Outcomes from standardized exercise tests (SET) are used by physical therapists (PTs) to define cardiorespiratory fitness (CRF) and develop safe and effective prescriptions for aerobic exercise training programs; however, the psychometric properties and clinical utility of standard exercise testing has not been evaluated in the breast cancer survivor population.

Objective:

To evaluate the psychometric properties, safety, and clinical utility of SET and provide informed recommendations for their use in clinical practice involving female breast cancer survivors.

Design:

The study was a systematic review with a measurement focused design.

Methods:

A comprehensive search was performed with a health sciences librarian to identify articles that reported psychometric data on SET among women with breast cancer. Criterion articles were evaluated using the Cancer EDGE Task Force Outcome Measure Rating Form.

Results:

Sixty-eight articles met initial inclusion criteria, but only 5 were found that reported useable psychometric data.
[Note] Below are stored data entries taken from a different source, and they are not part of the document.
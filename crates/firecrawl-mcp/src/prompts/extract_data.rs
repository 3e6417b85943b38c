//! Prompt: extract_data — Guide for structured extraction.

use serde_json::Value;

use crate::types::{McpError, McpResult, PromptGetResult, PromptMessage};

pub fn expand(args: Value) -> McpResult<PromptGetResult> {
    let urls = args
        .get("urls")
        .and_then(Value::as_str)
        .ok_or_else(|| McpError::InvalidParams("'urls' argument is required".to_string()))?;

    let fields = args
        .get("fields")
        .and_then(Value::as_str)
        .ok_or_else(|| McpError::InvalidParams("'fields' argument is required".to_string()))?;

    let text = format!(
        "Extract the following fields: {fields}\n\
         From these URLs: {urls}\n\n\
         Please:\n\
         1. Build a shorthand schema mapping each field to a type, e.g. {{\"title\": \"string\"}}\n\
         2. For up to three URLs, call quick_web_extract with that schema\n\
         3. For more URLs, call start_extract and poll check_extract_status\n\
         4. Report the extracted values per URL and flag missing fields"
    );

    Ok(PromptGetResult {
        description: Some("Guide for extracting structured data".to_string()),
        messages: vec![PromptMessage::user(text)],
    })
}
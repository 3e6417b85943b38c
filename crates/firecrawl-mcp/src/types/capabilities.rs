//! MCP capability and initialization types.

use serde::{Deserialize, Serialize};
use serde_json::Value;

pub const MCP_VERSION: &str = "2024-11-05";
pub const SERVER_NAME: &str = "firecrawl-mcp";
pub const SERVER_VERSION: &str = env!("CARGO_PKG_VERSION");

const INSTRUCTIONS: &str = "Firecrawl MCP server scrapes, searches and crawls the web. \
     scrape_url, search and quick_web_extract return results directly. \
     start_crawl, start_batch_scrape and start_extract return a job id; \
     poll the matching check_*_status tool until the job completes, \
     and use cancel_crawl to stop a crawl.";

#[derive(Debug, Clone, PartialEq, Eq, Serialize, Deserialize)]
pub struct Implementation {
    pub name: String,
    pub version: String,
}

/// Advertised server features. The tool, resource and prompt lists never change
/// at runtime and resources cannot be subscribed to.
#[derive(Debug, Clone, Default, Serialize, Deserialize)]
pub struct ServerCapabilities {
    #[serde(default, skip_serializing_if = "Option::is_none")]
    pub prompts: Option<ListChangedCapability>,
    #[serde(default, skip_serializing_if = "Option::is_none")]
    pub resources: Option<ResourcesCapability>,
    #[serde(default, skip_serializing_if = "Option::is_none")]
    pub tools: Option<ListChangedCapability>,
}

#[derive(Debug, Clone, Default, Serialize, Deserialize)]
#[serde(rename_all = "camelCase")]
pub struct ListChangedCapability {
    #[serde(default)]
    pub list_changed: bool,
}

#[derive(Debug, Clone, Default, Serialize, Deserialize)]
#[serde(rename_all = "camelCase")]
pub struct ResourcesCapability {
    #[serde(default)]
    pub subscribe: bool,
    #[serde(default)]
    pub list_changed: bool,
}

#[derive(Debug, Clone, Serialize, Deserialize)]
#[serde(rename_all = "camelCase")]
pub struct InitializeParams {
    pub protocol_version: String,
    /// Client features are accepted but none of them change server behavior.
    #[serde(default)]
    pub capabilities: Value,
    pub client_info: Implementation,
}

#[derive(Debug, Clone, Serialize, Deserialize)]
#[serde(rename_all = "camelCase")]
pub struct InitializeResult {
    pub protocol_version: String,
    pub capabilities: ServerCapabilities,
    pub server_info: Implementation,
    #[serde(default, skip_serializing_if = "Option::is_none")]
    pub instructions: Option<String>,
}

impl ServerCapabilities {
    pub fn firecrawl() -> Self {
        Self {
            prompts: Some(ListChangedCapability::default()),
            resources: Some(ResourcesCapability::default()),
            tools: Some(ListChangedCapability::default()),
        }
    }
}

impl InitializeResult {
    pub fn default_result() -> Self {
        Self {
            protocol_version: MCP_VERSION.to_string(),
            capabilities: ServerCapabilities::firecrawl(),
            server_info: Implementation {
                name: SERVER_NAME.to_string(),
                version: SERVER_VERSION.to_string(),
            },
            instructions: Some(INSTRUCTIONS.to_string()),
        }
    }
}
//! Firecrawl MCP Server — entry point.

use std::sync::Arc;

use clap::{CommandFactory, Parser, Subcommand};
use clap_complete::Shell;

use firecrawl_mcp::config::{build_client, ServerOptions};
use firecrawl_mcp::protocol::ProtocolHandler;
use firecrawl_mcp::tools::ToolRegistry;
use firecrawl_mcp::transport::StdioTransport;

#[derive(Parser)]
#[command(
    name = "firecrawl-mcp",
    about = "MCP server for Firecrawl — web scraping, crawling, search and extraction for LLMs",
    version
)]
struct Cli {
    /// Firecrawl API key. Also reads FIRECRAWL_API_KEY.
    #[arg(long, global = true)]
    api_key: Option<String>,

    /// Firecrawl API base URL. Also reads FIRECRAWL_API_URL.
    #[arg(long, global = true)]
    api_url: Option<String>,

    /// Request timeout in seconds. Also reads FIRECRAWL_TIMEOUT_SECS.
    #[arg(long, global = true)]
    timeout_secs: Option<u64>,

    /// Log level (trace, debug, info, warn, error).
    #[arg(long, global = true, default_value = "info")]
    log_level: String,

    #[command(subcommand)]
    command: Option<Commands>,
}

impl Cli {
    fn server_options(&self) -> ServerOptions {
        ServerOptions {
            api_key: self.api_key.clone(),
            api_url: self.api_url.clone(),
            timeout_secs: self.timeout_secs,
        }
    }
}

#[derive(Subcommand)]
enum Commands {
    /// Start MCP server over stdio (default).
    Serve,

    /// Start MCP server over HTTP.
    #[cfg(feature = "sse")]
    ServeHttp {
        /// Listen address (host:port).
        #[arg(long, default_value = "127.0.0.1:3100")]
        addr: String,

        /// Bearer token for authentication.
        /// Also reads from FIRECRAWL_MCP_TOKEN env var.
        #[arg(long)]
        token: Option<String>,
    },

    /// Print server capabilities as JSON.
    Info,

    /// Generate shell completion scripts.
    ///
    /// Examples:
    ///   firecrawl-mcp completions bash > ~/.local/share/bash-completion/completions/firecrawl-mcp
    ///   firecrawl-mcp completions zsh > ~/.zfunc/_firecrawl-mcp
    Completions {
        /// Shell type (bash, zsh, fish, powershell, elvish).
        shell: Shell,
    },

    /// Launch interactive REPL mode.
    Repl,
}

#[tokio::main]
async fn main() -> anyhow::Result<()> {
    let cli = Cli::parse();

    let filter = tracing_subscriber::EnvFilter::try_from_default_env()
        .unwrap_or_else(|_| tracing_subscriber::EnvFilter::new(&cli.log_level));

    tracing_subscriber::fmt()
        .with_env_filter(filter)
        .with_writer(std::io::stderr)
        .init();

    let options = cli.server_options();

    match cli.command.unwrap_or(Commands::Serve) {
        Commands::Serve => {
            let client = build_client(&options)?;
            let handler = ProtocolHandler::new(Arc::new(client));
            let transport = StdioTransport::new(handler);
            transport.run().await?;
        }

        #[cfg(feature = "sse")]
        Commands::ServeHttp { addr, token } => {
            use firecrawl_mcp::config::resolve_token;
            use firecrawl_mcp::transport::sse::SseTransport;

            let client = build_client(&options)?;
            let effective_token = resolve_token(token.as_deref());

            tracing::info!("Firecrawl MCP server (HTTP)");
            if effective_token.is_some() {
                tracing::info!("Auth: bearer token required");
            }

            let handler = ProtocolHandler::new(Arc::new(client));
            let transport = SseTransport::new(handler, effective_token);
            transport.run(&addr).await?;
        }

        Commands::Info => {
            let capabilities = firecrawl_mcp::types::InitializeResult::default_result();
            let tools = ToolRegistry::list_tools();
            let info = serde_json::json!({
                "server": capabilities.server_info,
                "protocol_version": capabilities.protocol_version,
                "capabilities": capabilities.capabilities,
                "tools": tools.iter().map(|t| &t.name).collect::<Vec<_>>(),
                "tool_count": tools.len(),
            });
            println!("{}", serde_json::to_string_pretty(&info)?);
        }

        Commands::Completions { shell } => {
            let mut cmd = Cli::command();
            clap_complete::generate(shell, &mut cmd, "firecrawl-mcp", &mut std::io::stdout());
        }

        Commands::Repl => {
            let client = match build_client(&options) {
                Ok(client) => Some(Arc::new(client)),
                Err(e) => {
                    tracing::warn!("{e}; remote commands are disabled");
                    None
                }
            };
            firecrawl_mcp::repl::run(client).await?;
        }
    }

    Ok(())
}
//! MCP tool implementations.

pub mod cancel_crawl;
pub mod check_batch_scrape_status;
pub mod check_crawl_status;
pub mod check_extract_status;
pub mod quick_web_extract;
pub mod registry;
pub mod scrape_url;
pub mod search;
pub mod start_batch_scrape;
pub mod start_crawl;
pub mod start_extract;
mod support;

pub use registry::ToolRegistry;
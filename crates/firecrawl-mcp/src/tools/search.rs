//! Tool: search — Web search through Firecrawl.

use serde::Deserialize;
use serde_json::{json, Value};

use firecrawl_core::{FirecrawlClient, SearchOptions};

use crate::types::{McpResult, ToolCallResult, ToolDefinition};

use super::support::{failure, parse_args};

#[derive(Debug, Deserialize)]
struct SearchParams {
    query: String,
    #[serde(flatten)]
    options: SearchOptions,
}

pub fn definition() -> ToolDefinition {
    ToolDefinition {
        name: "search".to_string(),
        description: Some("Search the web and return matching pages".to_string()),
        input_schema: json!({
            "type": "object",
            "properties": {
                "query": { "type": "string", "description": "Search query" },
                "limit": { "type": "integer", "description": "Maximum number of results" },
                "lang": { "type": "string", "description": "Language code, e.g. en" },
                "country": { "type": "string", "description": "Country code, e.g. us" },
                "tbs": { "type": "string", "description": "Time filter, e.g. qdr:d for the past day" },
                "scrapeOptions": {
                    "type": "object",
                    "description": "Scrape each result with these options"
                }
            },
            "required": ["query"]
        }),
    }
}

pub async fn execute(args: Value, client: &FirecrawlClient) -> McpResult<ToolCallResult> {
    let params: SearchParams = parse_args(args)?;

    match client.search(&params.query, &params.options).await {
        Ok(results) => Ok(ToolCallResult::json(&results)),
        Err(e) => Ok(failure("search", &format!("'{}'", params.query), e)),
    }
}
//! Tool: start_extract — Start an asynchronous structured extraction.

use serde::Deserialize;
use serde_json::{json, Value};

use firecrawl_core::{ExtractOptions, FirecrawlClient};

use crate::types::{McpResult, ToolCallResult, ToolDefinition};

use super::support::{failure, parse_args};

#[derive(Debug, Deserialize)]
struct StartExtractParams {
    urls: Vec<String>,
    #[serde(flatten)]
    options: ExtractOptions,
}

pub fn definition() -> ToolDefinition {
    ToolDefinition {
        name: "start_extract".to_string(),
        description: Some(
            "Start extracting structured data from URLs. Returns a job id; poll check_extract_status"
                .to_string(),
        ),
        input_schema: json!({
            "type": "object",
            "properties": {
                "urls": {
                    "type": "array",
                    "items": { "type": "string" },
                    "minItems": 1,
                    "description": "URLs to extract from. Wildcards like https://a.com/* are passed through"
                },
                "prompt": { "type": "string", "description": "What to extract" },
                "schema": {
                    "type": "object",
                    "description": "JSON Schema, or shorthand like {\"title\": \"string\"}"
                },
                "systemPrompt": { "type": "string" },
                "allowExternalLinks": { "type": "boolean" },
                "enableWebSearch": { "type": "boolean" }
            },
            "required": ["urls"]
        }),
    }
}

pub async fn execute(args: Value, client: &FirecrawlClient) -> McpResult<ToolCallResult> {
    let params: StartExtractParams = parse_args(args)?;
    let subject = format!("{} URLs", params.urls.len());

    match client.start_extract(&params.urls, &params.options).await {
        Ok(handle) => Ok(ToolCallResult::json(&json!({
            "job_id": handle.id,
            "kind": handle.id.kind_name(),
            "status": "started",
        }))),
        Err(e) => Ok(failure("start_extract", &subject, e)),
    }
}
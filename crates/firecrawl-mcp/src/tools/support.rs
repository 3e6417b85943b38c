//! Helpers shared by the tool implementations.

use serde::de::DeserializeOwned;
use serde_json::{json, Value};

use firecrawl_core::{FirecrawlError, JobId, JobKind};

use crate::types::{McpError, McpResult, ToolCallResult};

/// Decode tool arguments. Malformed arguments are a protocol error, not a tool failure.
pub(crate) fn parse_args<T: DeserializeOwned>(args: Value) -> McpResult<T> {
    serde_json::from_value(args).map_err(|e| McpError::InvalidParams(e.to_string()))
}

/// Turn an adapter error into a failed tool result.
pub(crate) fn failure(tool: &str, subject: &str, err: FirecrawlError) -> ToolCallResult {
    tracing::warn!("{tool} failed for {subject}: {err}");
    ToolCallResult::error(format!("{tool} failed for {subject}: {err}"))
}

pub(crate) fn job_id<K: JobKind>(raw: &str) -> Result<JobId<K>, FirecrawlError> {
    JobId::parse(raw.trim())
}

/// Schema for a tool that takes a single job id.
pub(crate) fn job_id_schema(kind: &str) -> Value {
    json!({
        "type": "object",
        "properties": {
            "job_id": {
                "type": "string",
                "description": format!("Id returned when the {kind} job was started")
            }
        },
        "required": ["job_id"]
    })
}

/// Scrape option properties accepted by scrape_url and start_batch_scrape.
pub(crate) fn scrape_option_properties() -> Value {
    json!({
        "formats": {
            "type": "array",
            "items": {
                "type": "string",
                "enum": ["markdown", "html", "rawHtml", "links", "screenshot", "screenshot@fullPage"]
            },
            "description": "Output formats (default: markdown)"
        },
        "onlyMainContent": {
            "type": "boolean",
            "description": "Strip navigation, headers and footers"
        },
        "includeTags": { "type": "array", "items": { "type": "string" } },
        "excludeTags": { "type": "array", "items": { "type": "string" } },
        "waitFor": { "type": "integer", "description": "Milliseconds to wait before scraping" },
        "timeout": { "type": "integer", "description": "Remote timeout in milliseconds" }
    })
}

/// Merge extra properties into an object schema.
pub(crate) fn with_properties(mut schema: Value, extra: Value) -> Value {
    if let (Some(props), Value::Object(extra)) = (
        schema.get_mut("properties").and_then(Value::as_object_mut),
        extra,
    ) {
        props.extend(extra);
    }
    schema
}

#[cfg(test)]
mod tests {
    use super::*;

    #[test]
    fn test_with_properties_merges() {
        let schema = with_properties(
            json!({ "type": "object", "properties": { "url": { "type": "string" } } }),
            scrape_option_properties(),
        );
        let props = schema["properties"].as_object().unwrap();
        assert!(props.contains_key("url"));
        assert!(props.contains_key("onlyMainContent"));
    }

    #[test]
    fn test_failure_is_error_result() {
        let result = failure(
            "scrape_url",
            "https://a.com",
            FirecrawlError::Remote {
                status: 500,
                message: "boom".into(),
            },
        );
        assert!(result.is_error());
        assert_eq!(
            result.text_content(),
            "scrape_url failed for https://a.com: remote error (HTTP 500): boom"
        );
    }
}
Maximal treadmill and cycle ergometer tests involving expired gas analysis were valid and accurate in this population, but are not safe or efficient for use in a clinical setting. Submaximal tests (treadmill, cycle ergometer, step, and walk/run tests) that use prediction equations to estimate CRF had large errors for minimal detectable differences (3.32-15.80 ml/kg/min) which approached or exceeded the minimal clinically important difference (3.5 ml/kg/min). Furthermore, these prediction equations have not been validated in this population.

Discussion:

Limited evidence was found describing the psychometric properties of SETs used to determine CRF in breast cancer survivors. Available studies suggest clinically efficient SETs have moderate to poor concurrent validity with a moderate to high standard error; however, standardized exercise testing can serve to screen for exercise safety and provide estimates of CRF. Exercise prescriptions developed from the outcomes of SET will require follow up for potential modifications. Appreciating SET limitations enables proper client education and training adjustments needed for safety and exercise efficacy.

Conclusions:

Further understanding of the psychometric properties of SET used in the breast cancer survivor population is needed in order to make these tests safe, accurate, and clinically useful.